Feasibility of Implementing Acupuncture Into Federally Qualified Health Center Among Breast Cancer Survivors

March 25, 2025 updated by: Hongjin Li, University of Illinois at Chicago

Feasibility of Implementing Acupuncture Into a Federally Qualified Health Center to Alleviate Multiple Symptoms Among Breast Cancer Survivors

The purpose of this study is to test the feasibility of implementing acupuncture intervention in federally qualified health centers oncology clinics for breast cancer survivors.

Study Overview

Status

Completed

Conditions

Intervention / Treatment

Detailed Description

This study has the following specific aims:

Aim 1: Test the feasibility and acceptability of implementing a 5-week acupuncture intervention within federally qualified health center oncology clinic to manage multiple symptoms (pain, hot flashes, fatigue, sleep disturbance, depression, anxiety) among breast cancer survivors receiving endocrine therapy.

Aim 2: Use a mixed methods approach to identify barriers and facilitators associated with implementing acupuncture in federally qualified health center oncology clinic.

Study Type

Interventional

Enrollment (Actual)

62

Phase

  • Phase 1

Contacts and Locations

This section provides the contact details for those conducting the study, and information on where this study is being conducted.

Study Locations

  • United States
    • Illinois
      • Chicago, Illinois, United States, 60601
        • University of Illinois at Chicago

Participation Criteria

Researchers look for people who fit a certain description, called eligibility criteria.
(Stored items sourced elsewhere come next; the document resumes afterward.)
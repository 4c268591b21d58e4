//! Plain-text command lines.
//!
//! Peers take `"<prefix>.<command> <csv-args>"`; the supervisor's own endpoint
//! takes `"<command> <space-separated args>"`. One command per request.

use std::fmt;

/// Reserved reply meaning the peer carried out the command.
pub const REPLY_SUCCESS: &str = "success";
/// Reserved reply meaning the peer refused or failed the command.
pub const REPLY_FAIL: &str = "fail";

/// A command routed to one peer.
#[derive(Debug, Clone, PartialEq, Eq)]
pub struct PeerCommand {
    pub prefix: String,
    pub name: String,
    pub args: Vec<String>,
}

impl PeerCommand {
    pub fn new(prefix: impl Into<String>, name: impl Into<String>) -> Self {
        Self {
            prefix: prefix.into(),
            name: name.into(),
            args: Vec::new(),
        }
    }

    pub fn arg(mut self, arg: impl Into<String>) -> Self {
        self.args.push(arg.into());
        self
    }

    /// Build the wire string. The space and argument list are omitted when there are no args.
    pub fn encode(&self) -> String {
        self.to_string()
    }

    pub fn parse(line: &str) -> Result<Self, CommandParseError> {
        let line = line.trim();
        if line.is_empty() {
            return Err(CommandParseError::Empty);
        }
        let (head, rest) = match line.split_once(char::is_whitespace) {
            Some((h, r)) => (h, r.trim()),
            None => (line, ""),
        };
        let (prefix, name) = head
            .split_once('.')
            .ok_or_else(|| CommandParseError::MissingPrefix(head.to_string()))?;
        if prefix.is_empty() || name.is_empty() {
            return Err(CommandParseError::MissingPrefix(head.to_string()));
        }
        let args = if rest.is_empty() {
            Vec::new()
        } else {
            rest.split(',').map(|a| a.trim().to_string()).collect()
        };
        Ok(Self {
            prefix: prefix.to_string(),
            name: name.to_string(),
            args,
        })
    }
}

impl fmt::Display for PeerCommand {
    fn fmt(&self, f: &mut fmt::Formatter<'_>) -> fmt::Result {
        write!(f, "{}.{}", self.prefix, self.name)?;
        if !self.args.is_empty() {
            write!(f, " {}", self.args.join(","))?;
        }
        Ok(())
    }
}

/// A command received on the supervisor's own endpoint.
#[derive(Debug, Clone, PartialEq, Eq)]
pub struct SupervisorRequest {
    pub command: String,
    pub args: Vec<String>,
}

impl SupervisorRequest {
    pub fn parse(line: &str) -> Result<Self, CommandParseError> {
        let mut parts = line.split_whitespace();
        let command = parts.next().ok_or(CommandParseError::Empty)?.to_string();
        Ok(Self {
            command,
            args: parts.map(str::to_string).collect(),
        })
    }

    pub fn encode(&self) -> String {
        let mut out = self.command.clone();
        for a in &self.args {
            out.push(' ');
            out.push_str(a);
        }
        out
    }
}

/// A text reply after the reserved literals have been mapped.
#[derive(Debug, Clone, PartialEq, Eq)]
pub enum Reply {
    Bool(bool),
    Text(String),
}

impl Reply {
    /// `"success"` / `"fail"` become booleans; anything else passes through unchanged.
    pub fn from_text(text: String) -> Self {
        match text.as_str() {
            REPLY_SUCCESS => Reply::Bool(true),
            REPLY_FAIL => Reply::Bool(false),
            _ => Reply::Text(text),
        }
    }
}

impl fmt::Display for Reply {
    fn fmt(&self, f: &mut fmt::Formatter<'_>) -> fmt::Result {
        match self {
            Reply::Bool(true) => f.write_str(REPLY_SUCCESS),
            Reply::Bool(false) => f.write_str(REPLY_FAIL),
            Reply::Text(s) => f.write_str(s),
        }
    }
}

#[derive(Debug, Clone, PartialEq, Eq, thiserror::Error)]
pub enum CommandParseError {
    #[error("empty command")]
    Empty,
    #[error("command {0:?} has no <prefix>.<name> head")]
    MissingPrefix(String),
}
Some examples of these criteria are a person's general health condition or prior treatments.

Eligibility Criteria

Ages Eligible for Study

18 years and older (Adult, Older Adult)

Accepts Healthy Volunteers

No

Description

Inclusion Criteria:

  • women with histologically confirmed stage 0, I, II, or III breast cancer
  • > 18 years of old
  • who have completed their primary cancer treatment (e.g., surgery, radiotherapy, chemotherapy) in the past 1 month and currently taking endocrine therapy
  • are able to read and speak English
  • with self-reported pain, fatigue, sleep disturbance, depression, hot flashes and/or anxiety in the last month and their average severity rating ≥ 3 (0-10 numeric rating scale) for at least 3 of the 6 symptoms, and experience at least 2 physical symptoms (pain, fatigue, sleep disturbance).

Exclusion Criteria:

  • Metastatic breast cancer (stage IV)
  • have a bleeding disorder (e.g. hemophilia, Von Willebrand's disease, thrombocytopenia)
  • failure to comply with weekly visits to the acupuncture clinic during the interventional phase of the study
  • Psychiatric or medical disorders which would affect study assessments, such as, dementia, Alzheimer's disease, a history of any neurological condition, traumatic brain injury, stroke, and the use of psychotropic medication
  • Breastfeeding, pregnant or are planning get pregnant during the study period

Study Plan

This section provides details of the study plan, including how the study is designed and what the study is measuring.

How is the study designed?

Design Details

  • Primary Purpose: Basic Science
  • Allocation: Randomized
  • Interventional Model: Parallel Assignment
  • Masking: None (Open Label)

Arms and Interventions

Participant Group / Arm
Intervention / Treatment
Experimental: Acupuncture group
Participants will receive 2 acupuncture treatments each week for 5 weeks, for a total of 10 treatments. Each acupuncture treatment will take 30 minutes.
Behavioral: Acupuncture
All participants will receive a semi-standardized acupuncture protocol with additional points for patient's particular pain location,
No Intervention: Usual care group
Participants will continue to receive their usual care.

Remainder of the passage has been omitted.